● **DIRECTIONS FOR THIS TASK**: Filter the entries below, keeping only lines with the word "Note".

Collected data entries:
= Beginning of Section =

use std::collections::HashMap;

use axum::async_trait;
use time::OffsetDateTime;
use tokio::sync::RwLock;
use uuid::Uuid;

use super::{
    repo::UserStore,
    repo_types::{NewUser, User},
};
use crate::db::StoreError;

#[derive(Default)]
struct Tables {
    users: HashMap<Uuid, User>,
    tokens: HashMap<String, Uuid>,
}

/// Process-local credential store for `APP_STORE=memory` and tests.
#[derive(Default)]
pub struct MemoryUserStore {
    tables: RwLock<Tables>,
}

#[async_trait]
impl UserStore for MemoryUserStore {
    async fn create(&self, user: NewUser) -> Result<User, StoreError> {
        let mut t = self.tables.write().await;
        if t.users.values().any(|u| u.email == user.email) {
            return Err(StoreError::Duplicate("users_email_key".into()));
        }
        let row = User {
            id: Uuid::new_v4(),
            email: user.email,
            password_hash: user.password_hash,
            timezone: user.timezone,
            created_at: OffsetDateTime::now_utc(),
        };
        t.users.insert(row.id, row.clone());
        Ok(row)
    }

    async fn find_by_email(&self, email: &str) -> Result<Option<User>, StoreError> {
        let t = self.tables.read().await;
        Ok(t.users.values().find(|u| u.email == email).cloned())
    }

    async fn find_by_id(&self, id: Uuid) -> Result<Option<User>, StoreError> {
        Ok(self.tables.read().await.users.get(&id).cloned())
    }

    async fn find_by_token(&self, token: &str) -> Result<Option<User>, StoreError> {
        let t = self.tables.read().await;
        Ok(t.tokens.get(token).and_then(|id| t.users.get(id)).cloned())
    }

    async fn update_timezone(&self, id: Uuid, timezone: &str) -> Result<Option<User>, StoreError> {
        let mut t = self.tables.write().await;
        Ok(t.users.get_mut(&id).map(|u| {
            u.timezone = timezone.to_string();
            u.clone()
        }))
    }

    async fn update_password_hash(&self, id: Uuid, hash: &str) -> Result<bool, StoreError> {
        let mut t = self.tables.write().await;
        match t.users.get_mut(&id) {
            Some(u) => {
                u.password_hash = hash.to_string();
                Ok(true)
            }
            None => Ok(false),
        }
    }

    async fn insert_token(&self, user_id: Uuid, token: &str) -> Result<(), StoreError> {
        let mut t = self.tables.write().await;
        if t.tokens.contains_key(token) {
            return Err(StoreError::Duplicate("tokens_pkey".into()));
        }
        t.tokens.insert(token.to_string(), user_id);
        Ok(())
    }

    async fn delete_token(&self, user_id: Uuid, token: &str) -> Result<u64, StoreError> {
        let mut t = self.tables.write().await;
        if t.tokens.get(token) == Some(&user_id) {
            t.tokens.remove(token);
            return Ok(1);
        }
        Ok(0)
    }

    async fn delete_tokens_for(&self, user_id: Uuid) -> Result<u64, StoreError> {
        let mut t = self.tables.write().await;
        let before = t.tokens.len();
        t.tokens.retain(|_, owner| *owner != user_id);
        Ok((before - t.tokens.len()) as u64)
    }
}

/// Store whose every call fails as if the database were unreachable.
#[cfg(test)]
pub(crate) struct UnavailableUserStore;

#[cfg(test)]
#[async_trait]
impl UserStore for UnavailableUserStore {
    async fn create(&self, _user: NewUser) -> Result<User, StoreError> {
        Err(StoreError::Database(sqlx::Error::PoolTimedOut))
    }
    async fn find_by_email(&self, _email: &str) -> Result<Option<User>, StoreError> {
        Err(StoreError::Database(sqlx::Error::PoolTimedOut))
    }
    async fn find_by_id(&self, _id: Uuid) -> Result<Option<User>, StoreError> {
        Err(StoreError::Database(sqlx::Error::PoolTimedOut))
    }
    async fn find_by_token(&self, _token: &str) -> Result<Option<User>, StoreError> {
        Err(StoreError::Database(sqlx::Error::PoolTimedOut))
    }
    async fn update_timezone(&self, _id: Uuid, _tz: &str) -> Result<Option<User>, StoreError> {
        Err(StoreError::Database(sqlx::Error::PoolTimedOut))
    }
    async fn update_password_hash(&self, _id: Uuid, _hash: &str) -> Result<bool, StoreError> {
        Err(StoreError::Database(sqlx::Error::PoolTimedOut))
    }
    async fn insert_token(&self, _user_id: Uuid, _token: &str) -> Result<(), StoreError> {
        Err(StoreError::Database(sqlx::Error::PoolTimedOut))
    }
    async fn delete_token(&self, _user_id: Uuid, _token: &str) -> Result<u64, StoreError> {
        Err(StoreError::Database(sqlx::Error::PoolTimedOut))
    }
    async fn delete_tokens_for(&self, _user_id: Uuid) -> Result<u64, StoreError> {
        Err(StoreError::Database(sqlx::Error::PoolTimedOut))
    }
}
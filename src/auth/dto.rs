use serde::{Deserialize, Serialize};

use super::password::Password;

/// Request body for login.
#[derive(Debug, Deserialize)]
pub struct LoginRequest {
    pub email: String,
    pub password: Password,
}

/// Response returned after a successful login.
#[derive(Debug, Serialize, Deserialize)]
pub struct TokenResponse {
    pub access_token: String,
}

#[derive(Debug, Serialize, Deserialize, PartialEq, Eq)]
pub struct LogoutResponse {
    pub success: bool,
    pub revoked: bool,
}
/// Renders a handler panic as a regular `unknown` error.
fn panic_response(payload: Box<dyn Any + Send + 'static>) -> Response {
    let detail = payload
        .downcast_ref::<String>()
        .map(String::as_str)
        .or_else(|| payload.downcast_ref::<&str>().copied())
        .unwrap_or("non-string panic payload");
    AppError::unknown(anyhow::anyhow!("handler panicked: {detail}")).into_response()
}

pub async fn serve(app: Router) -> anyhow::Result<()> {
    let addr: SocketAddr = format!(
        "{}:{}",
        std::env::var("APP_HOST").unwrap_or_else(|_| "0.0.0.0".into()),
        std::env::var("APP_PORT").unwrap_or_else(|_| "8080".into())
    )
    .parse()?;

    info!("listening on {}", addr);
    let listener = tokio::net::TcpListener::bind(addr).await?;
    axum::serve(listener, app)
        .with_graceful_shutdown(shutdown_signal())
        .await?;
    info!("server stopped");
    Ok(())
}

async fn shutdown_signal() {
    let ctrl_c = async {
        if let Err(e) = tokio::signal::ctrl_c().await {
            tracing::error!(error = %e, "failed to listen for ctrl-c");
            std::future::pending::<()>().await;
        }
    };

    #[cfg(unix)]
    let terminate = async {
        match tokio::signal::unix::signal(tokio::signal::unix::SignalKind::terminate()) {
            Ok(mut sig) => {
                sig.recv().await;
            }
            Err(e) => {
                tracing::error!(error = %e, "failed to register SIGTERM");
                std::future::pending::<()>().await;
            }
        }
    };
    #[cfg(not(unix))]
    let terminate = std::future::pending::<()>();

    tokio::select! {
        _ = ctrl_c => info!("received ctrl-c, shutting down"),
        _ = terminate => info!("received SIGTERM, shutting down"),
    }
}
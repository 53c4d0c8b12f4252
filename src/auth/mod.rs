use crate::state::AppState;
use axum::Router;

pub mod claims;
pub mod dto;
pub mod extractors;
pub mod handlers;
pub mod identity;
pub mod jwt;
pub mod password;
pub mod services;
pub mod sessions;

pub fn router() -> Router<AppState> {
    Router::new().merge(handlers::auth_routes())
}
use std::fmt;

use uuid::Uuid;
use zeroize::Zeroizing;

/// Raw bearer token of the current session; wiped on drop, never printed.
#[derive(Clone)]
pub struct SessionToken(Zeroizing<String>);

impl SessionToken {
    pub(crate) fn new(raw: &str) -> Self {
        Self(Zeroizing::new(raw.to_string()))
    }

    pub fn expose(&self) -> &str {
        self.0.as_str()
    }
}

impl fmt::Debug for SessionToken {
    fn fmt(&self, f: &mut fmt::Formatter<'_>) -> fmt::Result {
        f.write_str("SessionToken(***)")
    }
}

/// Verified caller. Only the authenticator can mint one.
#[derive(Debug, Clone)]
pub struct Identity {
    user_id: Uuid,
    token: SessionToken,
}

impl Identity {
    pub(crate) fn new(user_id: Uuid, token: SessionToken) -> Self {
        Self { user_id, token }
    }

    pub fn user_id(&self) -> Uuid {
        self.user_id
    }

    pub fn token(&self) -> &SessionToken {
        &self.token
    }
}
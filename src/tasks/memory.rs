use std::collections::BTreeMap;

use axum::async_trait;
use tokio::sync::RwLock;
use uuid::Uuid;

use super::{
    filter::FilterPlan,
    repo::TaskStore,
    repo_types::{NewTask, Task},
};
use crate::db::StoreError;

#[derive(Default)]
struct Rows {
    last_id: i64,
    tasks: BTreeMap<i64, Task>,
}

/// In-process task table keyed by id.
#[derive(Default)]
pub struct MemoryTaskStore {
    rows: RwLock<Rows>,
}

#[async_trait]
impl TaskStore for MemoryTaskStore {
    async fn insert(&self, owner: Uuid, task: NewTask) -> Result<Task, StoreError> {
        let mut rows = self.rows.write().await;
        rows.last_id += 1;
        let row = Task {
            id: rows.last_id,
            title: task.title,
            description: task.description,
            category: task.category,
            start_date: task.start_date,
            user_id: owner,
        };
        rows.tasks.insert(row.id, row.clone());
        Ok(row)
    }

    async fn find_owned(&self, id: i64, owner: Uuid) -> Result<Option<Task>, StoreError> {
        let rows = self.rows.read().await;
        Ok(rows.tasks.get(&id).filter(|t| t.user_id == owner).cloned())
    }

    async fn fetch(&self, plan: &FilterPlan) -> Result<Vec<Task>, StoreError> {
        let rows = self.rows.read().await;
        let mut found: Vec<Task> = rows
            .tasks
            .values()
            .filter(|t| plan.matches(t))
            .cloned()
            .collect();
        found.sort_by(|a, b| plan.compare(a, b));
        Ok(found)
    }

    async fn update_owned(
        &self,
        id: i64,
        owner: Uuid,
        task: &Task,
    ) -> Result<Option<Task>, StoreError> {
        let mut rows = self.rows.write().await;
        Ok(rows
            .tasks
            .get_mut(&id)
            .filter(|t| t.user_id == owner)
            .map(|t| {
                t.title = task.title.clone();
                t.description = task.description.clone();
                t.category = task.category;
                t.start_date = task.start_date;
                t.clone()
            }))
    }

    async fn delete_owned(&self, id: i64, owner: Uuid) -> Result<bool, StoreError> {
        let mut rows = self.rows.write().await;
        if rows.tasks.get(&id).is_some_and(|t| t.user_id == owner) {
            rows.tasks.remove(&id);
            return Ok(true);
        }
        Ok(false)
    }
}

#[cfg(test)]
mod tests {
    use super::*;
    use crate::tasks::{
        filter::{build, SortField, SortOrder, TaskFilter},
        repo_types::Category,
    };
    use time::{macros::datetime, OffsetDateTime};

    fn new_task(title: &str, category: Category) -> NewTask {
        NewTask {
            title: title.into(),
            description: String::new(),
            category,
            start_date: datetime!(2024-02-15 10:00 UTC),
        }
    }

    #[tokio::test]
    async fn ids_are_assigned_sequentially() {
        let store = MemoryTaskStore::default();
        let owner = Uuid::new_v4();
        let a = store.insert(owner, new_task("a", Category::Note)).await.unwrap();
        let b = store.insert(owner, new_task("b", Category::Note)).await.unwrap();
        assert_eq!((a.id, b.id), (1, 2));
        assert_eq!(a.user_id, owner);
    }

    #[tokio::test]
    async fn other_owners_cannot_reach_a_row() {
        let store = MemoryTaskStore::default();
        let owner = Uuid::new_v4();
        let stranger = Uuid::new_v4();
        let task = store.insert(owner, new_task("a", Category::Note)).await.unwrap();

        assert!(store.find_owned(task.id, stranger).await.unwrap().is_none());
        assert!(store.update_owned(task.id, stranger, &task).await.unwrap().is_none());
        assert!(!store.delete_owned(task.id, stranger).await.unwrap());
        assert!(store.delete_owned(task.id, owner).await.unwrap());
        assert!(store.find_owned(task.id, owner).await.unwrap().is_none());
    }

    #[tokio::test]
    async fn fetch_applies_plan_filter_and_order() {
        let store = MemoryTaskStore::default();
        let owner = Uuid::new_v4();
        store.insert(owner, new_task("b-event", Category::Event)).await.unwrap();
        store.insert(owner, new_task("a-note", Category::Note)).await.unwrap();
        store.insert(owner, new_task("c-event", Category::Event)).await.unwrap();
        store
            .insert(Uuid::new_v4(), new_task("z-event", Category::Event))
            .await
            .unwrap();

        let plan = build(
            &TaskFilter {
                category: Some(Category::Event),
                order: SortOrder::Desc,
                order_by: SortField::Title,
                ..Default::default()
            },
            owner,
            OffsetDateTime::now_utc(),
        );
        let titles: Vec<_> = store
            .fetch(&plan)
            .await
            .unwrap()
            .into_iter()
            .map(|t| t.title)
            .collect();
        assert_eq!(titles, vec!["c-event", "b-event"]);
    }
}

= End of Section =
= Beginning of Section =

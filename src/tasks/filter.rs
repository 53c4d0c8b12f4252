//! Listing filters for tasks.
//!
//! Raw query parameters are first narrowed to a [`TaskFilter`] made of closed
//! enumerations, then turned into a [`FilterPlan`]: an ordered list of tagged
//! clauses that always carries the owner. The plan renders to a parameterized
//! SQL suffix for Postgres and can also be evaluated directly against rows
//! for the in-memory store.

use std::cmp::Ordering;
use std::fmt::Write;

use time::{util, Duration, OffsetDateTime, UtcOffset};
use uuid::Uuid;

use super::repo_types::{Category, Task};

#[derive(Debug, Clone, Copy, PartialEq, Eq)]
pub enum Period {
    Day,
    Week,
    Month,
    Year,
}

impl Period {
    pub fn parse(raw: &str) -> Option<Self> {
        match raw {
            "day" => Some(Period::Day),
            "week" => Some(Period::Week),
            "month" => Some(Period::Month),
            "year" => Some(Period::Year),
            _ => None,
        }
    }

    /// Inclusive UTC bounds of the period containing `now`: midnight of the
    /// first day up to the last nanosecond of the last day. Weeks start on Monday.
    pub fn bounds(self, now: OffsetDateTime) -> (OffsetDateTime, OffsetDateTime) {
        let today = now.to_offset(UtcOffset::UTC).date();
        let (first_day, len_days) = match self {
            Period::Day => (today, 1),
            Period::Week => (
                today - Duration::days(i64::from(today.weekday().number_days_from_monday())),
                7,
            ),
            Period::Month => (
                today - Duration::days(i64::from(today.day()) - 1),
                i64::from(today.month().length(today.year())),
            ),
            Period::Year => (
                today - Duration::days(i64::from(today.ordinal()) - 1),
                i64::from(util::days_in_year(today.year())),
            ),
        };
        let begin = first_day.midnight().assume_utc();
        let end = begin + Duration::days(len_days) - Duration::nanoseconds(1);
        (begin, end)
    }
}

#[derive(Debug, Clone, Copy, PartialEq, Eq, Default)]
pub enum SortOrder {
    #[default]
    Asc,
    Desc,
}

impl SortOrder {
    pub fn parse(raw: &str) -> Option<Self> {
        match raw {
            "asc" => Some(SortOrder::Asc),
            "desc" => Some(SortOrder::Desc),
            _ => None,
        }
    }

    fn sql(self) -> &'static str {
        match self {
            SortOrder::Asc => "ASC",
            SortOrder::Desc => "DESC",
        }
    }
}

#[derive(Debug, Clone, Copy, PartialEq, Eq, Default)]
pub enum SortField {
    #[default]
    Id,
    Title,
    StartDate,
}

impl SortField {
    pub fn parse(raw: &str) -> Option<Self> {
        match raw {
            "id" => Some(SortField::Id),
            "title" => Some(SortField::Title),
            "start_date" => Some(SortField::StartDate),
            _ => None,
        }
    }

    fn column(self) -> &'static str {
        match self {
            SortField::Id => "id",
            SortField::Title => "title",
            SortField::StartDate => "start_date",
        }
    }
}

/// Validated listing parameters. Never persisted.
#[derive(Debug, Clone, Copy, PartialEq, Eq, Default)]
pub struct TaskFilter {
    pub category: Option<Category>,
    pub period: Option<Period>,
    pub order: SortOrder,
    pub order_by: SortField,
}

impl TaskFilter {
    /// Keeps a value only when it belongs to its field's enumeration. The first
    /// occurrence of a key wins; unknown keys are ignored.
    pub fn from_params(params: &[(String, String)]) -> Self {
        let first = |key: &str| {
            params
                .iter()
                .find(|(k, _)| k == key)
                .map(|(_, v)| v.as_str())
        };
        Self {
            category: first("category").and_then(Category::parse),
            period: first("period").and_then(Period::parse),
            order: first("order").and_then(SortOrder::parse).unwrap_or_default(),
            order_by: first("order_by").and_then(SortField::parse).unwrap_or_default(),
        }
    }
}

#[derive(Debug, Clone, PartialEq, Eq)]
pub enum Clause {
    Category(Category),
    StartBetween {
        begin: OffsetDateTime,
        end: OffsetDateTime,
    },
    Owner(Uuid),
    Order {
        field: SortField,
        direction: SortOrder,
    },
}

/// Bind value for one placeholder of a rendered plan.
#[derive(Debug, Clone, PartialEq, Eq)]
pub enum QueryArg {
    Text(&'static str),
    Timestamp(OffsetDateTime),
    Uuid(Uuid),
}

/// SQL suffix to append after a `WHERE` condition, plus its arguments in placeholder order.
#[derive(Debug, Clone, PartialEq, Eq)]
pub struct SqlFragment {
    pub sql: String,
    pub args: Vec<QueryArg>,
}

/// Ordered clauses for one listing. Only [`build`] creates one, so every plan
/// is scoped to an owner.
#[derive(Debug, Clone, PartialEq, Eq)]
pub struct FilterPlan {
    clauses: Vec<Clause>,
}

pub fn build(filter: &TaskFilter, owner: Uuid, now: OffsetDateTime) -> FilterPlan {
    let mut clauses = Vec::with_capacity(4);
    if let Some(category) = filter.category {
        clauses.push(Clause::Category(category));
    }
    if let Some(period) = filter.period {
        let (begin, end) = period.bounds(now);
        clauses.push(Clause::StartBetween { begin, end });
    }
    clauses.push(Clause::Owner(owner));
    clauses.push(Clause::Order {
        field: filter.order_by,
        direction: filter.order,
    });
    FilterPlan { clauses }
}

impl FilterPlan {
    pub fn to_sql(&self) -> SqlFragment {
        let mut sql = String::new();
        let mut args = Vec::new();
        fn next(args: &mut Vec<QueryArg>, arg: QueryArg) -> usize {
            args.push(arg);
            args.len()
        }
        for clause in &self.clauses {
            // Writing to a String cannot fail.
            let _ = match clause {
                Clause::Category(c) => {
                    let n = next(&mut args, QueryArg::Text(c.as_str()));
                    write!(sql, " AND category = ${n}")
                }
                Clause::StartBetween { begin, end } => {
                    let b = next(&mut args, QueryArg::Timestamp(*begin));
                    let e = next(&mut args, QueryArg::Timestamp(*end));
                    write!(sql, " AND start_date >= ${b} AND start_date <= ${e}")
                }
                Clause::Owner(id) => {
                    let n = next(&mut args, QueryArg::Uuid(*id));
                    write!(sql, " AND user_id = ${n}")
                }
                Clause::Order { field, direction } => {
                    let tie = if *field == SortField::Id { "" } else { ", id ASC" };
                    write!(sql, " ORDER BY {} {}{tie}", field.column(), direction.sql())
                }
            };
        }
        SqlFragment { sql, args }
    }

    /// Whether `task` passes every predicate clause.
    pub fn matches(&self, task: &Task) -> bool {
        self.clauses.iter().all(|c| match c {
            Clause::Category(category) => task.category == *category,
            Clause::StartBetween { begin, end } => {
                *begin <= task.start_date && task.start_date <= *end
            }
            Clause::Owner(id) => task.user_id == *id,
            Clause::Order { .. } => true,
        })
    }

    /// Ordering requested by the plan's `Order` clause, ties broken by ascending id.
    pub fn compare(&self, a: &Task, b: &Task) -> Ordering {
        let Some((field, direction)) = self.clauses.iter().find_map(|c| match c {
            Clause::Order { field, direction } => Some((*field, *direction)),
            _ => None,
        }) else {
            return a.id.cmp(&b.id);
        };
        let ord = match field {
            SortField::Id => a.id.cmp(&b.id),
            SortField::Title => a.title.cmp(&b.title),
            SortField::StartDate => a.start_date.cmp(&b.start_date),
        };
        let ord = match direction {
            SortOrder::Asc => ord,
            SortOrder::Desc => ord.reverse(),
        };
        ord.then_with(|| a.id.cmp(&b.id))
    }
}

= End of Section =

● **OUTPUT FOR THIS EXERCISE**:
        let a = store.insert(owner, new_task("a", Category::Note)).await.unwrap();
        let b = store.insert(owner, new_task("b", Category::Note)).await.unwrap();
        let task = store.insert(owner, new_task("a", Category::Note)).await.unwrap();
        store.insert(owner, new_task("a-note", Category::Note)).await.unwrap();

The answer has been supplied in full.